Using X-ray crystallography to determine the detailed atomic structure of proteins.
Classical molecular dynamics simulations.
Protein crystal structures are often "refined" using molecular dynamics simulations.
The "force fields" used in the simulations are often parametrised using known crystal structures!
There are at least two problems with this.
1. Because the methods are not independent of one another one cannot claim that a because in a particular case they give the same result that one has achieved something, particularly "confirmation" of the validity of a result.
2. Classical force fields are classical and do not necessarily give a good description of the finer details of chemical bonding, something that is intrinsically quantum mechanical. The active sites of proteins are "special" by definition. They are finely tuned to perform a very specific biomolecular function (e.g. catalysis of a specific chemical reaction or conversion of light into electrical energy).
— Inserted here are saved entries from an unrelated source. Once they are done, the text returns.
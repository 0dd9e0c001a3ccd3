use std::fmt;

use serde::{Deserialize, Serialize};

/// Composite identity of a catalog entry: `(scope, name)`.
///
/// Both components are opaque, case-sensitive strings; together they are
/// globally unique in the catalog.
#[derive(Clone, Debug, PartialEq, Eq, Hash, Serialize, Deserialize)]
pub struct EntryKey {
    pub scope: String,
    pub name: String,
}

impl EntryKey {
    pub fn new(scope: impl Into<String>, name: impl Into<String>) -> Self {
        Self {
            scope: scope.into(),
            name: name.into(),
        }
    }
}

impl fmt::Display for EntryKey {
    fn fmt(&self, f: &mut fmt::Formatter<'_>) -> fmt::Result {
        write!(f, "{}:{}", self.scope, self.name)
    }
}
//! One reap pass over a single worker's partition shard.
//!
//! A cycle refreshes the quarantine ledger, fetches expired candidates for
//! the shard, subtracts quarantined keys and feeds the remainder to the
//! deletion gateway in chunks. Batches fail independently: a contended or
//! racy batch never blocks progress on the healthy ones, while an unknown
//! failure class aborts the remainder of the cycle so it stays visible.

use std::sync::Arc;

use anyhow::{Context, Result};
use chrono::Utc;

use common::EntryKey;

use crate::classify::{ErrorClassifier, FailureKind};
use crate::fleet::WorkerAssignment;
use crate::gateway::{DeletionGateway, WorkSource};
use crate::metrics::ReaperMetrics;
use crate::quarantine::QuarantineLedger;

/// Orchestrates one pass: select, filter, chunk, delete, classify.
pub struct ReaperCycle {
    chunk_size: usize,
    candidate_limit: usize,
    source: Arc<dyn WorkSource>,
    gateway: Arc<dyn DeletionGateway>,
    classifier: ErrorClassifier,
    metrics: ReaperMetrics,
}

impl ReaperCycle {
    pub fn new(
        chunk_size: usize,
        candidate_limit: usize,
        source: Arc<dyn WorkSource>,
        gateway: Arc<dyn DeletionGateway>,
        classifier: ErrorClassifier,
        metrics: ReaperMetrics,
    ) -> Self {
        Self {
            chunk_size,
            candidate_limit,
            source,
            gateway,
            classifier,
            metrics,
        }
    }

    /// Run one reap pass for this worker's shard.
    ///
    /// Mutates `ledger` in place; side effects are deletions, quarantine
    /// updates and metric increments. An `Err` means an unclassified
    /// failure aborted the remainder of this cycle — the caller logs it
    /// and proceeds with the next scheduled cycle.
    pub async fn run_once(
        &self,
        assignment: WorkerAssignment,
        ledger: &mut QuarantineLedger,
    ) -> Result<()> {
        let WorkerAssignment {
            worker_number,
            total_workers,
        } = assignment;

        ledger.purge_expired(Utc::now());

        let candidates = self
            .source
            .list_expired(worker_number, total_workers, self.candidate_limit)
            .await
            .context("failed to list expired entries")?;

        let candidates: Vec<EntryKey> = candidates
            .into_iter()
            .filter(|key| !ledger.contains(key))
            .collect();

        if candidates.is_empty() {
            tracing::info!(worker_number, total_workers, "did not get any work");
            return Ok(());
        }

        tracing::info!(
            worker_number,
            total_workers,
            candidates = candidates.len(),
            quarantined = ledger.len(),
            "starting reap pass"
        );

        for batch in candidates.chunks(self.chunk_size) {
            match self.gateway.delete(batch, true).await {
                Ok(()) => {
                    self.metrics.record_deleted(batch.len());
                    tracing::info!(worker_number, batch_size = batch.len(), "deleted batch");
                }
                Err(error) => match self.classifier.classify(&error) {
                    FailureKind::DependencyGone => {
                        self.metrics.record_batch_abandoned();
                        tracing::error!(
                            worker_number,
                            batch_size = batch.len(),
                            %error,
                            "dependent record already gone, abandoning batch"
                        );
                    }
                    FailureKind::LockConflict => {
                        let now = Utc::now();
                        for key in batch {
                            ledger.quarantine(key.clone(), now);
                        }
                        self.metrics.record_contention();
                        tracing::warn!(
                            worker_number,
                            batch_size = batch.len(),
                            "locks detected for batch, keys quarantined"
                        );
                    }
                    FailureKind::Unclassified => {
                        tracing::error!(
                            worker_number,
                            batch_size = batch.len(),
                            %error,
                            "unclassified deletion failure, aborting remainder of cycle"
                        );
                        return Err(error).context("unclassified deletion failure");
                    }
                },
            }
        }

        Ok(())
    }
}

#[cfg(test)]
mod tests {
    use super::*;
    use std::sync::Mutex;
    use std::time::Duration;

    use crate::gateway::{GatewayError, MockDeletionGateway, MockWorkSource};

    fn keys(count: usize) -> Vec<EntryKey> {
        (0..count)
            .map(|i| EntryKey::new("mc23", format!("dataset_{i:03}")))
            .collect()
    }

    fn ledger() -> QuarantineLedger {
        QuarantineLedger::new(Duration::from_secs(600), Duration::from_secs(2400))
    }

    fn assignment() -> WorkerAssignment {
        WorkerAssignment {
            worker_number: 0,
            total_workers: 1,
        }
    }

    fn source_returning(candidates: Vec<EntryKey>) -> Arc<dyn WorkSource> {
        let mut source = MockWorkSource::new();
        source
            .expect_list_expired()
            .returning(move |_, _, limit| Ok(candidates.iter().take(limit).cloned().collect()));
        Arc::new(source)
    }

    fn recording_gateway(
        calls: Arc<Mutex<Vec<Vec<EntryKey>>>>,
        fail_batch: Option<(usize, fn() -> GatewayError)>,
    ) -> Arc<dyn DeletionGateway> {
        let mut gateway = MockDeletionGateway::new();
        gateway.expect_delete().returning(move |batch, _| {
            let mut calls = calls.lock().unwrap();
            calls.push(batch.to_vec());
            if let Some((index, make_error)) = fail_batch {
                if calls.len() == index + 1 {
                    return Err(make_error());
                }
            }
            Ok(())
        });
        Arc::new(gateway)
    }

    fn lock_conflict() -> GatewayError {
        GatewayError::Database {
            code: Some("55P03".to_string()),
            message: "could not obtain lock on relation \"catalog_entries\"".to_string(),
        }
    }

    fn unclassified() -> GatewayError {
        GatewayError::Database {
            code: Some("23505".to_string()),
            message: "duplicate key value violates unique constraint".to_string(),
        }
    }

    fn dependency_gone() -> GatewayError {
        GatewayError::DependencyGone {
            detail: "2 of 10 entries already removed".to_string(),
        }
    }

    fn cycle(
        chunk_size: usize,
        source: Arc<dyn WorkSource>,
        gateway: Arc<dyn DeletionGateway>,
        metrics: ReaperMetrics,
    ) -> ReaperCycle {
        ReaperCycle::new(
            chunk_size,
            10_000,
            source,
            gateway,
            ErrorClassifier::new(),
            metrics,
        )
    }

    #[tokio::test]
    async fn test_chunking_covers_each_candidate_exactly_once() {
        let candidates = keys(25);
        let calls = Arc::new(Mutex::new(Vec::new()));
        let metrics = ReaperMetrics::new();
        let cycle = cycle(
            10,
            source_returning(candidates.clone()),
            recording_gateway(Arc::clone(&calls), None),
            metrics.clone(),
        );

        cycle.run_once(assignment(), &mut ledger()).await.unwrap();

        let calls = calls.lock().unwrap();
        let sizes: Vec<usize> = calls.iter().map(Vec::len).collect();
        assert_eq!(sizes, vec![10, 10, 5]);
        // Batches partition the candidate list without reordering
        let flattened: Vec<EntryKey> = calls.iter().flatten().cloned().collect();
        assert_eq!(flattened, candidates);
        assert_eq!(metrics.entries_deleted(), 25);
    }

    #[tokio::test]
    async fn test_quarantined_candidates_are_excluded() {
        let candidates = keys(10);
        let calls = Arc::new(Mutex::new(Vec::new()));
        let cycle = cycle(
            10,
            source_returning(candidates.clone()),
            recording_gateway(Arc::clone(&calls), None),
            ReaperMetrics::new(),
        );

        let mut ledger = ledger();
        let now = Utc::now();
        for key in &candidates[..4] {
            ledger.quarantine(key.clone(), now);
        }

        cycle.run_once(assignment(), &mut ledger).await.unwrap();

        let calls = calls.lock().unwrap();
        assert_eq!(calls.len(), 1);
        assert_eq!(calls[0], candidates[4..].to_vec());
    }

    #[tokio::test]
    async fn test_cycle_with_no_candidates_is_a_noop() {
        let mut gateway = MockDeletionGateway::new();
        gateway.expect_delete().times(0);
        let metrics = ReaperMetrics::new();
        let cycle = cycle(
            10,
            source_returning(Vec::new()),
            Arc::new(gateway),
            metrics.clone(),
        );

        cycle.run_once(assignment(), &mut ledger()).await.unwrap();

        assert_eq!(metrics.entries_deleted(), 0);
        assert_eq!(metrics.contention_batches(), 0);
    }

    #[tokio::test]
    async fn test_lock_conflict_quarantines_batch_and_spares_the_rest() {
        // 25 candidates, chunk_size=10: batches of [10, 10, 5]; batch 2
        // hits a lock conflict, batches 1 and 3 go through.
        let candidates = keys(25);
        let calls = Arc::new(Mutex::new(Vec::new()));
        let metrics = ReaperMetrics::new();
        let cycle = cycle(
            10,
            source_returning(candidates.clone()),
            recording_gateway(Arc::clone(&calls), Some((1, lock_conflict))),
            metrics.clone(),
        );

        let mut ledger = ledger();
        let before = Utc::now();
        cycle.run_once(assignment(), &mut ledger).await.unwrap();

        assert_eq!(calls.lock().unwrap().len(), 3);
        assert_eq!(metrics.entries_deleted(), 15);
        assert_eq!(metrics.contention_batches(), 1);

        // The contended batch's keys are all quarantined with a jittered
        // deadline inside the configured 10-40 minute window.
        assert_eq!(ledger.len(), 10);
        for key in &candidates[10..20] {
            let deadline = ledger.retry_not_before(key).expect("key quarantined");
            let window = deadline - before;
            assert!(window >= chrono::Duration::minutes(10));
            assert!(window <= chrono::Duration::minutes(40) + chrono::Duration::seconds(5));
        }
        for key in candidates[..10].iter().chain(&candidates[20..]) {
            assert!(!ledger.contains(key));
        }
    }

    #[tokio::test]
    async fn test_quarantined_keys_skip_the_next_cycle() {
        let candidates = keys(20);
        let metrics = ReaperMetrics::new();
        let mut ledger = ledger();

        // First cycle: second batch of 10 is contended
        let calls = Arc::new(Mutex::new(Vec::new()));
        let first = cycle(
            10,
            source_returning(candidates.clone()),
            recording_gateway(Arc::clone(&calls), Some((1, lock_conflict))),
            metrics.clone(),
        );
        first.run_once(assignment(), &mut ledger).await.unwrap();
        assert_eq!(ledger.len(), 10);

        // Second cycle: the source still reports every key, but the
        // quarantined half must not reach the gateway.
        let calls = Arc::new(Mutex::new(Vec::new()));
        let second = cycle(
            10,
            source_returning(candidates.clone()),
            recording_gateway(Arc::clone(&calls), None),
            metrics.clone(),
        );
        second.run_once(assignment(), &mut ledger).await.unwrap();

        let calls = calls.lock().unwrap();
        assert_eq!(calls.len(), 1);
        assert_eq!(calls[0], candidates[..10].to_vec());
    }

    #[tokio::test]
    async fn test_dependency_gone_abandons_batch_but_continues() {
        let candidates = keys(20);
        let calls = Arc::new(Mutex::new(Vec::new()));
        let metrics = ReaperMetrics::new();
        let cycle = cycle(
            10,
            source_returning(candidates),
            recording_gateway(Arc::clone(&calls), Some((0, dependency_gone))),
            metrics.clone(),
        );

        let mut ledger = ledger();
        cycle.run_once(assignment(), &mut ledger).await.unwrap();

        assert_eq!(calls.lock().unwrap().len(), 2);
        assert_eq!(metrics.entries_deleted(), 10);
        assert_eq!(metrics.batches_abandoned(), 1);
        // Abandoned, not quarantined
        assert!(ledger.is_empty());
    }

    #[tokio::test]
    async fn test_unclassified_failure_aborts_remaining_batches() {
        let candidates = keys(25);
        let calls = Arc::new(Mutex::new(Vec::new()));
        let metrics = ReaperMetrics::new();
        let cycle = cycle(
            10,
            source_returning(candidates),
            recording_gateway(Arc::clone(&calls), Some((1, unclassified))),
            metrics.clone(),
        );

        let mut ledger = ledger();
        let result = cycle.run_once(assignment(), &mut ledger).await;

        assert!(result.is_err());
        // Batch 1's effects are retained, batch 3 is never attempted
        assert_eq!(calls.lock().unwrap().len(), 2);
        assert_eq!(metrics.entries_deleted(), 10);
        assert!(ledger.is_empty());

        // The failure does not poison the cycle; the next pass proceeds
        cycle.run_once(assignment(), &mut ledger).await.unwrap();
        assert_eq!(metrics.entries_deleted(), 10 + 25);
    }

    #[tokio::test]
    async fn test_source_failure_aborts_cycle() {
        let mut source = MockWorkSource::new();
        source.expect_list_expired().returning(|_, _, _| {
            Err(GatewayError::Database {
                code: None,
                message: "connection refused".to_string(),
            })
        });
        let mut gateway = MockDeletionGateway::new();
        gateway.expect_delete().times(0);

        let cycle = cycle(
            10,
            Arc::new(source),
            Arc::new(gateway),
            ReaperMetrics::new(),
        );
        assert!(cycle.run_once(assignment(), &mut ledger()).await.is_err());
    }
}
This is particularly true of hydrogen bonds, where bond length differences of less than a 1/20 of an Angstrom can make a huge difference to a potential energy surface.
I don't want to diminish or put down the great achievements of these two techniques. We just need to be honest and transparent about their limitations and biases.
I welcome comments.
I understand that one issue with the classical force fields from a few years ago was their inability to even reproduce accurately such key numbers as the melting/boiling points of ice/water, the anomalous density change etc. Is this still an issue or have the parametrizations improved over time?
ReplyDeleteThere have been improvements. But this is still an issue. It is hard for a single force field to get the whole phase diagram of water correct quantitatively.
DeleteHence, you should worry even more about how well it is going to describe the interaction of water with a protein.